/*!
 * Bridge Configuration
 * Property naming and third-party library version tags
 *
 * Version strings are fixed when the crate is compiled:
 * - SYSTEM_NATIVES_ZLIB_VERSION: compression library version
 * - SYSTEM_NATIVES_OPENSSL_VERSION: crypto library version text
 *
 * Runtime overrides:
 * - SYSTEM_NATIVES_PROPERTY_PREFIX: vendor prefix for the version keys
 */

use serde::{Deserialize, Serialize};
use tracing::debug;

pub const DEFAULT_PROPERTY_PREFIX: &str = "android";

/// Compression library version baked in at build time
pub const ZLIB_VERSION: &str = match option_env!("SYSTEM_NATIVES_ZLIB_VERSION") {
    Some(v) => v,
    None => "1.2.13",
};

/// Crypto library version text baked in at build time
pub const OPENSSL_VERSION_TEXT: &str = match option_env!("SYSTEM_NATIVES_OPENSSL_VERSION") {
    Some(v) => v,
    None => "OpenSSL 1.1.1t  7 Feb 2023",
};

const PREFIX_ENV: &str = "SYSTEM_NATIVES_PROPERTY_PREFIX";

#[derive(Debug, Clone, PartialEq, Eq, Serialize, Deserialize)]
#[serde(default)]
pub struct BridgeConfig {
    /// Vendor prefix for the library version keys (`<prefix>.zlib.version`)
    pub property_prefix: String,
    pub zlib_version: String,
    pub openssl_version: String,
}

impl Default for BridgeConfig {
    fn default() -> Self {
        Self {
            property_prefix: DEFAULT_PROPERTY_PREFIX.to_string(),
            zlib_version: ZLIB_VERSION.to_string(),
            openssl_version: OPENSSL_VERSION_TEXT.to_string(),
        }
    }
}

impl BridgeConfig {
    /// Defaults plus environment overrides
    pub fn from_env() -> Self {
        let mut config = Self::default();
        if let Some(prefix) = std::env::var_os(PREFIX_ENV) {
            config.property_prefix = prefix.to_string_lossy().into_owned();
            debug!(prefix = %config.property_prefix, "property prefix overridden");
        }
        config
    }

    /// Load from a JSON document; absent fields keep their defaults
    pub fn from_json(json: &str) -> Result<Self, serde_json::Error> {
        serde_json::from_str(json)
    }

    #[must_use]
    pub fn with_property_prefix(mut self, prefix: impl Into<String>) -> Self {
        self.property_prefix = prefix.into();
        self
    }

    /// Full key for a library version property
    pub fn version_key(&self, library: &str) -> String {
        if self.property_prefix.is_empty() {
            format!("{}.version", library)
        } else {
            format!("{}.{}.version", self.property_prefix, library)
        }
    }
}

#[cfg(test)]
mod tests {
    use super::*;

    #[test]
    fn test_default_keys() {
        let config = BridgeConfig::default();
        assert_eq!(config.version_key("zlib"), "android.zlib.version");
        assert_eq!(config.version_key("openssl"), "android.openssl.version");
    }

    #[test]
    fn test_empty_prefix() {
        let config = BridgeConfig::default().with_property_prefix("");
        assert_eq!(config.version_key("zlib"), "zlib.version");
    }

    #[test]
    fn test_from_json_partial() {
        let config = BridgeConfig::from_json(r#"{"property_prefix":"acme"}"#).unwrap();
        assert_eq!(config.property_prefix, "acme");
        assert_eq!(config.zlib_version, ZLIB_VERSION);
        assert!(BridgeConfig::from_json("{").is_err());
    }
}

· · · · · · ·

### ASSIGNED TASK
Give back the whole listing. Match it exactly.

### OUTPUT FOR THIS EXERCISE
/*!
 * Bridge Configuration
 * Property naming and third-party library version tags
 *
 * Version strings are fixed when the crate is compiled:
 * - SYSTEM_NATIVES_ZLIB_VERSION: compression library version
 * - SYSTEM_NATIVES_OPENSSL_VERSION: crypto library version text
 *
 * Runtime overrides:
 * - SYSTEM_NATIVES_PROPERTY_PREFIX: vendor prefix for the version keys
 */

use serde::{Deserialize, Serialize};
use tracing::debug;

pub const DEFAULT_PROPERTY_PREFIX: &str = "android";

/// Compression library version baked in at build time
pub const ZLIB_VERSION: &str = match option_env!("SYSTEM_NATIVES_ZLIB_VERSION") {
    Some(v) => v,
    None => "1.2.13",
};

/// Crypto library version text baked in at build time
pub const OPENSSL_VERSION_TEXT: &str = match option_env!("SYSTEM_NATIVES_OPENSSL_VERSION") {
    Some(v) => v,
    None => "OpenSSL 1.1.1t  7 Feb 2023",
};

const PREFIX_ENV: &str = "SYSTEM_NATIVES_PROPERTY_PREFIX";

#[derive(Debug, Clone, PartialEq, Eq, Serialize, Deserialize)]
#[serde(default)]
pub struct BridgeConfig {
    /// Vendor prefix for the library version keys (`<prefix>.zlib.version`)
    pub property_prefix: String,
    pub zlib_version: String,
    pub openssl_version: String,
}

impl Default for BridgeConfig {
    fn default() -> Self {
        Self {
            property_prefix: DEFAULT_PROPERTY_PREFIX.to_string(),
            zlib_version: ZLIB_VERSION.to_string(),
            openssl_version: OPENSSL_VERSION_TEXT.to_string(),
        }
    }
}

impl BridgeConfig {
    /// Defaults plus environment overrides
    pub fn from_env() -> Self {
        let mut config = Self::default();
        if let Some(prefix) = std::env::var_os(PREFIX_ENV) {
            config.property_prefix = prefix.to_string_lossy().into_owned();
            debug!(prefix = %config.property_prefix, "property prefix overridden");
        }
        config
    }

    /// Load from a JSON document; absent fields keep their defaults
    pub fn from_json(json: &str) -> Result<Self, serde_json::Error> {
        serde_json::from_str(json)
    }

    #[must_use]
    pub fn with_property_prefix(mut self, prefix: impl Into<String>) -> Self {
        self.property_prefix = prefix.into();
        self
    }

    /// Full key for a library version property
    pub fn version_key(&self, library: &str) -> String {
        if self.property_prefix.is_empty() {
            format!("{}.version", library)
        } else {
            format!("{}.{}.version", self.property_prefix, library)
        }
    }
}

#[cfg(test)]
mod tests {
    use super::*;

    #[test]
    fn test_default_keys() {
        let config = BridgeConfig::default();
        assert_eq!(config.version_key("zlib"), "android.zlib.version");
        assert_eq!(config.version_key("openssl"), "android.openssl.version");
    }

    #[test]
    fn test_empty_prefix() {
        let config = BridgeConfig::default().with_property_prefix("");
        assert_eq!(config.version_key("zlib"), "zlib.version");
    }

    #[test]
    fn test_from_json_partial() {
        let config = BridgeConfig::from_json(r#"{"property_prefix":"acme"}"#).unwrap();
        assert_eq!(config.property_prefix, "acme");
        assert_eq!(config.zlib_version, ZLIB_VERSION);
        assert!(BridgeConfig::from_json("{").is_err());
    }
}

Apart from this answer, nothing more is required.